111 LearnersLast updated on May 26th, 2025
Cube Root of 753571
A number we multiply by itself three times to get the original number is its cube root. It has various uses in real life, such as finding the volume of cube-shaped objects and designing structures. We will now find the cube root of 753571 and explain the methods used.
What is the Cube Root of 753571?
We have learned the definition of the cube root. Now, let’s learn how it is represented using a symbol and exponent. The symbol we use to express the cube root is the radical sign (∛), and the exponent we use is ⅓.

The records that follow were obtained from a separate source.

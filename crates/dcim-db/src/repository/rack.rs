//! SurrealDB implementation of [`RackRepository`].
//!
//! Besides the usual CRUD surface, a rack can be fetched together with
//! its full ancestor chain (room → site → zone → region) for standalone
//! display.

use std::collections::HashMap;

use chrono::{DateTime, Utc};
use dcim_core::error::DcimResult;
use dcim_core::models::rack::{
    CreateRack, DEFAULT_RACK_UNITS, Rack, RackDetail, RackFilter, RackSummary, UpdateRack,
};
use dcim_core::models::region::Region;
use dcim_core::models::room::Room;
use dcim_core::models::site::Site;
use dcim_core::models::zone::Zone;
use dcim_core::policy::EntityKind;
use dcim_core::query::{ListOptions, Page};
use dcim_core::repository::RackRepository;
use surrealdb::{Connection, Surreal};
use surrealdb_types::SurrealValue;
use uuid::Uuid;

use crate::cascade;
use crate::error::DbError;
use crate::query::{ListQuery, ensure_exists, ensure_unique};

const SORTABLE: &[&str] = &["name", "unit", "created_at", "updated_at"];
const SEARCHABLE: &[&str] = &["name", "description"];
const CONFLICT: &str = "Rack name already taken in this room";

#[derive(Debug, SurrealValue)]
struct RackRow {
    room_id: String,
    name: String,
    description: Option<String>,
    unit: u32,
    created_at: DateTime<Utc>,
    updated_at: DateTime<Utc>,
}

impl RackRow {
    fn into_rack(self, id: Uuid) -> Result<Rack, DbError> {
        let room_id = Uuid::parse_str(&self.room_id)
            .map_err(|e| DbError::Query(format!("invalid room UUID: {e}")))?;
        Ok(Rack {
            id,
            room_id,
            name: self.name,
            description: self.description,
            unit: self.unit,
            created_at: self.created_at,
            updated_at: self.updated_at,
        })
    }
}

#[derive(Debug, SurrealValue)]
struct RackRowWithId {
    record_id: String,
    room_id: String,
    name: String,
    description: Option<String>,
    unit: u32,
    created_at: DateTime<Utc>,
    updated_at: DateTime<Utc>,
}

impl RackRowWithId {
    fn try_into_rack(self) -> Result<Rack, DbError> {
        let id = Uuid::parse_str(&self.record_id)
            .map_err(|e| DbError::Query(format!("invalid UUID: {e}")))?;
        let room_id = Uuid::parse_str(&self.room_id)
            .map_err(|e| DbError::Query(format!("invalid room UUID: {e}")))?;
        Ok(Rack {
            id,
            room_id,
            name: self.name,
            description: self.description,
            unit: self.unit,
            created_at: self.created_at,
            updated_at: self.updated_at,
        })
    }
}

#[derive(Debug, SurrealValue)]
struct HardwareCountRow {
    rack_id: String,
    total: u64,
}

// Ancestor rows for the location chain.

#[derive(Debug, SurrealValue)]
struct RoomAncestorRow {
    site_id: String,
    name: String,
    description: Option<String>,
    created_at: DateTime<Utc>,
    updated_at: DateTime<Utc>,
}

#[derive(Debug, SurrealValue)]
struct SiteAncestorRow {
    zone_id: String,
    name: String,
    description: Option<String>,
    created_at: DateTime<Utc>,
    updated_at: DateTime<Utc>,
}

#[derive(Debug, SurrealValue)]
struct ZoneAncestorRow {
    region_id: String,
    name: String,
    description: Option<String>,
    created_at: DateTime<Utc>,
    updated_at: DateTime<Utc>,
}

#[derive(Debug, SurrealValue)]
struct RegionAncestorRow {
    name: String,
    description: Option<String>,
    created_at: DateTime<Utc>,
    updated_at: DateTime<Utc>,
}

/// SurrealDB implementation of the Rack repository.
#[derive(Clone)]
pub struct SurrealRackRepository<C: Connection> {
    db: Surreal<C>,
}

impl<C: Connection> SurrealRackRepository<C> {
    pub fn new(db: Surreal<C>) -> Self {
        Self { db }
    }

    async fn fetch_ancestor_row<R: SurrealValue>(
        &self,
        kind: EntityKind,
        id: &str,
    ) -> Result<R, DbError> {
        let sql = format!("SELECT * FROM type::record('{}', $id)", kind.table());
        let mut result = self.db.query(&sql).bind(("id", id.to_string())).await?;
        let rows: Vec<R> = result.take(0)?;
        rows.into_iter().next().ok_or_else(|| DbError::NotFound {
            entity: kind.label().into(),
            id: id.into(),
        })
    }
}

impl<C: Connection> RackRepository for SurrealRackRepository<C> {
    async fn create(&self, input: CreateRack) -> DcimResult<Rack> {
        let room_id_str = input.room_id.to_string();
        ensure_exists(&self.db, EntityKind::Room, &room_id_str).await?;
        ensure_unique(
            &self.db,
            "rack",
            &[("name", &input.name), ("room_id", &room_id_str)],
            None,
            CONFLICT,
        )
        .await?;

        let id = Uuid::new_v4();
        let id_str = id.to_string();
        let unit = input.unit.unwrap_or(DEFAULT_RACK_UNITS);

        let result = self
            .db
            .query(
                "CREATE type::record('rack', $id) SET \
                 room_id = $room_id, \
                 name = $name, description = $description, \
                 unit = $unit",
            )
            .bind(("id", id_str.clone()))
            .bind(("room_id", room_id_str))
            .bind(("name", input.name))
            .bind(("description", input.description))
            .bind(("unit", unit))
            .await
            .map_err(DbError::from)?;

        let mut result = result.check().map_err(|e| DbError::Query(e.to_string()))?;

        let rows: Vec<RackRow> = result.take(0).map_err(DbError::from)?;
        let row = rows.into_iter().next().ok_or_else(|| DbError::NotFound {
            entity: "rack".into(),
            id: id_str,
        })?;

        Ok(row.into_rack(id)?)
    }

    async fn get_by_id(&self, id: Uuid) -> DcimResult<Rack> {
        let id_str = id.to_string();

        let mut result = self
            .db
            .query("SELECT * FROM type::record('rack', $id)")
            .bind(("id", id_str.clone()))
            .await
            .map_err(DbError::from)?;

        let rows: Vec<RackRow> = result.take(0).map_err(DbError::from)?;
        let row = rows.into_iter().next().ok_or_else(|| DbError::NotFound {
            entity: "rack".into(),
            id: id_str,
        })?;

        Ok(row.into_rack(id)?)
    }

    async fn get_with_location(&self, id: Uuid) -> DcimResult<RackDetail> {
        let rack = self.get_by_id(id).await?;

        let room_row: RoomAncestorRow = self
            .fetch_ancestor_row(EntityKind::Room, &rack.room_id.to_string())
            .await?;
        let site_id = Uuid::parse_str(&room_row.site_id)
            .map_err(|e| DbError::Query(format!("invalid site UUID: {e}")))?;
        let room = Room {
            id: rack.room_id,
            site_id,
            name: room_row.name,
            description: room_row.description,
            created_at: room_row.created_at,
            updated_at: room_row.updated_at,
        };

        let site_row: SiteAncestorRow = self
            .fetch_ancestor_row(EntityKind::Site, &site_id.to_string())
            .await?;
        let zone_id = Uuid::parse_str(&site_row.zone_id)
            .map_err(|e| DbError::Query(format!("invalid zone UUID: {e}")))?;
        let site = Site {
            id: site_id,
            zone_id,
            name: site_row.name,
            description: site_row.description,
            created_at: site_row.created_at,
            updated_at: site_row.updated_at,
        };

        let zone_row: ZoneAncestorRow = self
            .fetch_ancestor_row(EntityKind::Zone, &zone_id.to_string())
            .await?;
        let region_id = Uuid::parse_str(&zone_row.region_id)
            .map_err(|e| DbError::Query(format!("invalid region UUID: {e}")))?;
        let zone = Zone {
            id: zone_id,
            region_id,
            name: zone_row.name,
            description: zone_row.description,
            created_at: zone_row.created_at,
            updated_at: zone_row.updated_at,
        };

        let region_row: RegionAncestorRow = self
            .fetch_ancestor_row(EntityKind::Region, &region_id.to_string())
            .await?;
        let region = Region {
            id: region_id,
            name: region_row.name,
            description: region_row.description,
            created_at: region_row.created_at,
            updated_at: region_row.updated_at,
        };

        Ok(RackDetail {
            rack,
            room,
            site,
            zone,
            region,
        })
    }

    async fn update(&self, id: Uuid, input: UpdateRack) -> DcimResult<Rack> {
        let current = self.get_by_id(id).await?;
        let id_str = id.to_string();

        if let Some(room_id) = input.room_id {
            ensure_exists(&self.db, EntityKind::Room, &room_id.to_string()).await?;
        }

        if input.name.is_some() || input.room_id.is_some() {
            let target_name = input.name.clone().unwrap_or(current.name);
            let target_room = input.room_id.unwrap_or(current.room_id).to_string();
            ensure_unique(
                &self.db,
                "rack",
                &[("name", &target_name), ("room_id", &target_room)],
                Some(&id_str),
                CONFLICT,
            )
            .await?;
        }

        let mut sets = Vec::new();
        if input.room_id.is_some() {
            sets.push("room_id = $room_id");
        }
        if input.name.is_some() {
            sets.push("name = $name");
        }
        if input.description.is_some() {
            sets.push("description = $description");
        }
        if input.unit.is_some() {
            sets.push("unit = $unit");
        }
        sets.push("updated_at = time::now()");

        let query = format!("UPDATE type::record('rack', $id) SET {}", sets.join(", "));

        let mut builder = self.db.query(&query).bind(("id", id_str.clone()));
        if let Some(room_id) = input.room_id {
            builder = builder.bind(("room_id", room_id.to_string()));
        }
        if let Some(name) = input.name {
            builder = builder.bind(("name", name));
        }
        if let Some(description) = input.description {
            builder = builder.bind(("description", description));
        }
        if let Some(unit) = input.unit {
            builder = builder.bind(("unit", unit));
        }

        let result = builder.await.map_err(DbError::from)?;
        let mut result = result.check().map_err(|e| DbError::Query(e.to_string()))?;

        let rows: Vec<RackRow> = result.take(0).map_err(DbError::from)?;
        let row = rows.into_iter().next().ok_or_else(|| DbError::NotFound {
            entity: "rack".into(),
            id: id_str,
        })?;

        Ok(row.into_rack(id)?)
    }

    async fn delete(&self, id: Uuid) -> DcimResult<()> {
        cascade::delete_entity(&self.db, EntityKind::Rack, id).await
    }

    async fn list(&self, filter: RackFilter, options: ListOptions) -> DcimResult<Page<RackSummary>> {
        let resolved = options.resolve(SORTABLE);

        let mut query = ListQuery::new("rack");
        query.search(SEARCHABLE, filter.search);
        query.eq("name", filter.name);
        query.eq("room_id", filter.room_id.map(|id| id.to_string()));

        let (rows, total): (Vec<RackRowWithId>, u64) = query.run(&self.db, &resolved).await?;
        let racks = rows
            .into_iter()
            .map(|row| row.try_into_rack())
            .collect::<Result<Vec<_>, DbError>>()?;

        let ids: Vec<String> = racks.iter().map(|r| r.id.to_string()).collect();
        let mut counts: HashMap<String, u64> = HashMap::new();
        if !ids.is_empty() {
            let mut result = self
                .db
                .query(
                    "SELECT rack_id, count() AS total FROM hardware \
                     WHERE rack_id IN $ids GROUP BY rack_id",
                )
                .bind(("ids", ids))
                .await
                .map_err(DbError::from)?;
            let count_rows: Vec<HardwareCountRow> = result.take(0).map_err(DbError::from)?;
            counts = count_rows.into_iter().map(|r| (r.rack_id, r.total)).collect();
        }

        let results = racks
            .into_iter()
            .map(|rack| {
                let hardware_count = counts.get(&rack.id.to_string()).copied().unwrap_or(0);
                RackSummary {
                    rack,
                    hardware_count,
                }
            })
            .collect();

        Ok(Page::new(results, resolved.page, resolved.limit, total))
    }
}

In exponential form, ∛753571 is written as 753571(1/3). The cube root is just the opposite operation of finding the cube of a number. For example: Assume ‘y’ as the cube root of 753571, then y3 can be 753571. The cube root of 753571 is an exact value since 753571 is a perfect cube, and we can write it as 91.
Finding the Cube Root of 753571
Finding the cube root of a number is to identify the number that must be multiplied three times resulting in the target number. Now, we will go through the different ways to find the cube root of 753571. The common methods we follow to find the cube root are given below:
- Prime factorization method
- Approximation method
- Subtraction method
- Halley’s method
To find the cube root of a perfect number, we often follow the prime factorization method. Since 753571 is a perfect cube, we can use this method.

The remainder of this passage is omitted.